PROBLEM STATEMENT: Retype the full listing without altering anything.

GIVEN ENTRIES:
use serde::{Deserialize, Serialize};

/// A source document and the text chunks extracted from it, as stored in
/// the document database.
#[derive(Debug, Clone, Serialize, Deserialize)]
pub struct ChunkDocument {
    #[serde(rename = "_id")]
    pub id: String,
    pub source: String,
    #[serde(default)]
    pub data: Vec<ChunkEntry>,
}

#[derive(Debug, Clone, PartialEq, Serialize, Deserialize)]
pub struct ChunkEntry {
    pub chunk_id: String,
    pub chunk_number: i64,
    pub text: String,
}

impl ChunkDocument {
    pub fn new(id: impl Into<String>, source: impl Into<String>) -> Self {
        Self {
            id: id.into(),
            source: source.into(),
            data: Vec::new(),
        }
    }

    #[must_use]
    pub fn with_chunk(
        mut self,
        chunk_id: impl Into<String>,
        chunk_number: i64,
        text: impl Into<String>,
    ) -> Self {
        self.data.push(ChunkEntry {
            chunk_id: chunk_id.into(),
            chunk_number,
            text: text.into(),
        });
        self
    }
}
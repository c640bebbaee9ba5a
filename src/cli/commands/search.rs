use anyhow::{Context, Result};
use clap::Args;
use std::time::Instant;

use super::index::descriptor_for;
use super::openai_client;
use crate::cli::output::get_formatter;
use crate::models::{Config, OutputFormat, SearchResults};
use crate::services::{EmbeddingClient, QueryOrchestrator, create_backend};

#[derive(Debug, Args)]
pub struct SearchArgs {
    #[arg(required = true, help = "Search query text")]
    pub query: String,

    #[arg(long, short = 'k', help = "Number of matches to return")]
    pub top_k: Option<u32>,

    #[arg(
        long,
        short = 'n',
        help = "Index name (defaults to [vector_index].index_name)"
    )]
    pub index: Option<String>,
}

pub async fn handle_search(args: SearchArgs, format: OutputFormat, verbose: bool) -> Result<()> {
    let query = args.query.trim();
    if query.is_empty() {
        anyhow::bail!("search query cannot be empty");
    }

    let config = Config::load()?;
    let formatter = get_formatter(format);
    let start_time = Instant::now();
    let descriptor = descriptor_for(&config, args.index);

    let top_k = args.top_k.unwrap_or(config.search.default_top_k);
    if top_k == 0 {
        anyhow::bail!("top_k must be at least 1");
    }

    if verbose {
        eprintln!("Query: \"{query}\"");
        eprintln!("  Index: {}", descriptor.name);
        eprintln!("  Top k: {top_k}");
    }

    let embedding_client =
        EmbeddingClient::new(openai_client(&config)?, &config.openai.embedding_model);
    let service = create_backend(&config.vector_index).context("vector index unavailable")?;
    let orchestrator = QueryOrchestrator::new(service);

    let embed_start = Instant::now();
    let query_embedding = embedding_client
        .embed(query)
        .await
        .context("failed to generate query embedding")?;
    let embed_ms = embed_start.elapsed().as_millis();

    let search_start = Instant::now();
    let result = orchestrator
        .search(&descriptor, &query_embedding, top_k as usize)
        .await
        .context("search failed")?;
    let search_ms = search_start.elapsed().as_millis();

    if verbose {
        let total_ms = start_time.elapsed().as_millis();
        eprintln!("Timing:");
        eprintln!("  Embedding: {embed_ms}ms");
        eprintln!("  Search: {search_ms}ms");
        eprintln!("  Total: {total_ms}ms");
        eprintln!();
    }

    let duration_ms = start_time.elapsed().as_millis() as u64;
    let search_results =
        SearchResults::new(query.to_string(), descriptor.name, result, duration_ms);

    print!("{}", formatter.format_search_results(&search_results));

    Ok(())
}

SOLUTION TO THE PROBLEM:
use serde::{Deserialize, Serialize};

/// A source document and the text chunks extracted from it, as stored in
/// the document database.
#[derive(Debug, Clone, Serialize, Deserialize)]
pub struct ChunkDocument {
    #[serde(rename = "_id")]
    pub id: String,
    pub source: String,
    #[serde(default)]
    pub data: Vec<ChunkEntry>,
}

#[derive(Debug, Clone, PartialEq, Serialize, Deserialize)]
pub struct ChunkEntry {
    pub chunk_id: String,
    pub chunk_number: i64,
    pub text: String,
}

impl ChunkDocument {
    pub fn new(id: impl Into<String>, source: impl Into<String>) -> Self {
        Self {
            id: id.into(),
            source: source.into(),
            data: Vec::new(),
        }
    }

    #[must_use]
    pub fn with_chunk(
        mut self,
        chunk_id: impl Into<String>,
        chunk_number: i64,
        text: impl Into<String>,
    ) -> Self {
        self.data.push(ChunkEntry {
            chunk_id: chunk_id.into(),
            chunk_number,
            text: text.into(),
        });
        self
    }
}
repository c640bebbaee9ba5a
filename src/cli/commands/search.rs
use anyhow::{Context, Result};
use clap::Args;
use std::time::Instant;

use super::index::descriptor_for;
use super::openai_client;
use crate::cli::output::get_formatter;
use crate::models::{Config, OutputFormat, SearchResults};
use crate::services::{EmbeddingClient, QueryOrchestrator, create_backend};

#[derive(Debug, Args)]
pub struct SearchArgs {
    #[arg(required = true, help = "Search query text")]
    pub query: String,

    #[arg(long, short = 'k', help = "Number of matches to return")]
    pub top_k: Option<u32>,

    #[arg(
        long,
        short = 'n',
        help = "Index name (defaults to [vector_index].index_name)"
    )]
    pub index: Option<String>,
}

pub async fn handle_search(args: SearchArgs, format: OutputFormat, verbose: bool) -> Result<()> {
    let query = args.query.trim();
    if query.is_empty() {
        anyhow::bail!("search query cannot be empty");
    }

    let config = Config::load()?;
    let formatter = get_formatter(format);
    let start_time = Instant::now();
    let descriptor = descriptor_for(&config, args.index);

    let top_k = args.top_k.unwrap_or(config.search.default_top_k);
    if top_k == 0 {
        anyhow::bail!("top_k must be at least 1");
    }

    if verbose {
        eprintln!("Query: \"{query}\"");
        eprintln!("  Index: {}", descriptor.name);
        eprintln!("  Top k: {top_k}");
    }

    let embedding_client =
        EmbeddingClient::new(openai_client(&config)?, &config.openai.embedding_model);
    let service = create_backend(&config.vector_index).context("vector index unavailable")?;
    let orchestrator = QueryOrchestrator::new(service);

    let embed_start = Instant::now();
    let query_embedding = embedding_client
        .embed(query)
        .await
        .context("failed to generate query embedding")?;
    let embed_ms = embed_start.elapsed().as_millis();

    let search_start = Instant::now();
    let result = orchestrator
        .search(&descriptor, &query_embedding, top_k as usize)
        .await
        .context("search failed")?;
    let search_ms = search_start.elapsed().as_millis();

    if verbose {
        let total_ms = start_time.elapsed().as_millis();
        eprintln!("Timing:");
        eprintln!("  Embedding: {embed_ms}ms");
        eprintln!("  Search: {search_ms}ms");
        eprintln!("  Total: {total_ms}ms");
        eprintln!();
    }

    let duration_ms = start_time.elapsed().as_millis() as u64;
    let search_results =
        SearchResults::new(query.to_string(), descriptor.name, result, duration_ms);

    print!("{}", formatter.format_search_results(&search_results));

    Ok(())
}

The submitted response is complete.